Stored items
+===+

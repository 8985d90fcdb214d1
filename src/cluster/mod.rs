//! Cluster representation and connectivity analysis module

pub mod bridge;
pub mod components;
pub mod inspection;

use std::collections::{HashMap, HashSet};

use serde::{Deserialize, Serialize};

use crate::config::UnknownProteinPolicy;
use crate::error::{AnalysisError, AnalysisResult};
use crate::graph::InteractionGraph;

pub use bridge::{BridgeAnalyzer, BridgeCandidate, Incidence};
pub use components::{ComponentLabeler, ComponentLabeling};
pub use inspection::{ClusterInspection, ClusterReport};

/// An externally supplied, ordered group of proteins
#[derive(Debug, Clone, PartialEq, Serialize, Deserialize)]
pub struct Cluster {
    /// Identifier of this cluster in its source file
    pub id: String,

    /// Member proteins in listing order
    pub proteins: Vec<String>,
}

impl Cluster {
    /// Create a cluster, dropping repeated members after their first listing
    pub fn new(id: impl Into<String>, proteins: impl IntoIterator<Item = impl Into<String>>) -> Self {
        let id = id.into();
        let mut seen = HashSet::new();
        let mut members = Vec::new();
        for protein in proteins {
            let protein = protein.into();
            if seen.insert(protein.clone()) {
                members.push(protein);
            } else {
                log::warn!("Cluster {} lists protein {} more than once", id, protein);
            }
        }

        Self { id, proteins: members }
    }

    pub fn len(&self) -> usize {
        self.proteins.len()
    }

    pub fn is_empty(&self) -> bool {
        self.proteins.is_empty()
    }

    /// Split the members into those present in the graph and those absent.
    ///
    /// With [`UnknownProteinPolicy::Fail`] the first absent member is an error;
    /// with [`UnknownProteinPolicy::Skip`] absent members are returned separately.
    pub fn resolve(
        &self,
        graph: &InteractionGraph,
        policy: UnknownProteinPolicy,
    ) -> AnalysisResult<(Vec<&str>, Vec<String>)> {
        let mut known = Vec::with_capacity(self.proteins.len());
        let mut skipped = Vec::new();

        for protein in &self.proteins {
            if graph.contains(protein) {
                known.push(protein.as_str());
                continue;
            }
            match policy {
                UnknownProteinPolicy::Fail => {
                    return Err(AnalysisError::UnknownProtein(protein.clone()));
                }
                UnknownProteinPolicy::Skip => {
                    log::warn!(
                        "Skipping protein {} of cluster {}: not in the interaction graph",
                        protein,
                        self.id
                    );
                    skipped.push(protein.clone());
                }
            }
        }

        Ok((known, skipped))
    }
}

/// All clusters of one analysis run, in source order
#[derive(Debug, Clone, Default, Serialize, Deserialize)]
pub struct ClusterSet {
    pub clusters: Vec<Cluster>,
}

impl ClusterSet {
    pub fn new(clusters: Vec<Cluster>) -> Self {
        Self { clusters }
    }

    pub fn len(&self) -> usize {
        self.clusters.len()
    }

    pub fn is_empty(&self) -> bool {
        self.clusters.is_empty()
    }

    pub fn get(&self, id: &str) -> Option<&Cluster> {
        self.clusters.iter().find(|c| c.id == id)
    }

    pub fn iter(&self) -> impl Iterator<Item = &Cluster> {
        self.clusters.iter()
    }

    /// Fail if any protein belongs to more than one cluster
    pub fn validate_disjoint(&self) -> AnalysisResult<()> {
        let mut owner: HashMap<&str, &str> = HashMap::new();
        for cluster in &self.clusters {
            for protein in &cluster.proteins {
                if let Some(first) = owner.insert(protein, &cluster.id) {
                    return Err(AnalysisError::OverlappingClusters {
                        protein: protein.clone(),
                        first: first.to_string(),
                        second: cluster.id.clone(),
                    });
                }
            }
        }
        Ok(())
    }
}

+===+

= WHAT TO PRODUCE =
All that is needed is the line containing "pub fn iter(&self)" and each line after it to the end of the data above, set down exactly.

= ANSWER SPACE =
    pub fn iter(&self) -> impl Iterator<Item = &Cluster> {
        self.clusters.iter()
    }

    /// Fail if any protein belongs to more than one cluster
    pub fn validate_disjoint(&self) -> AnalysisResult<()> {
        let mut owner: HashMap<&str, &str> = HashMap::new();
        for cluster in &self.clusters {
            for protein in &cluster.proteins {
                if let Some(first) = owner.insert(protein, &cluster.id) {
                    return Err(AnalysisError::OverlappingClusters {
                        protein: protein.clone(),
                        first: first.to_string(),
                        second: cluster.id.clone(),
                    });
                }
            }
        }
        Ok(())
    }
}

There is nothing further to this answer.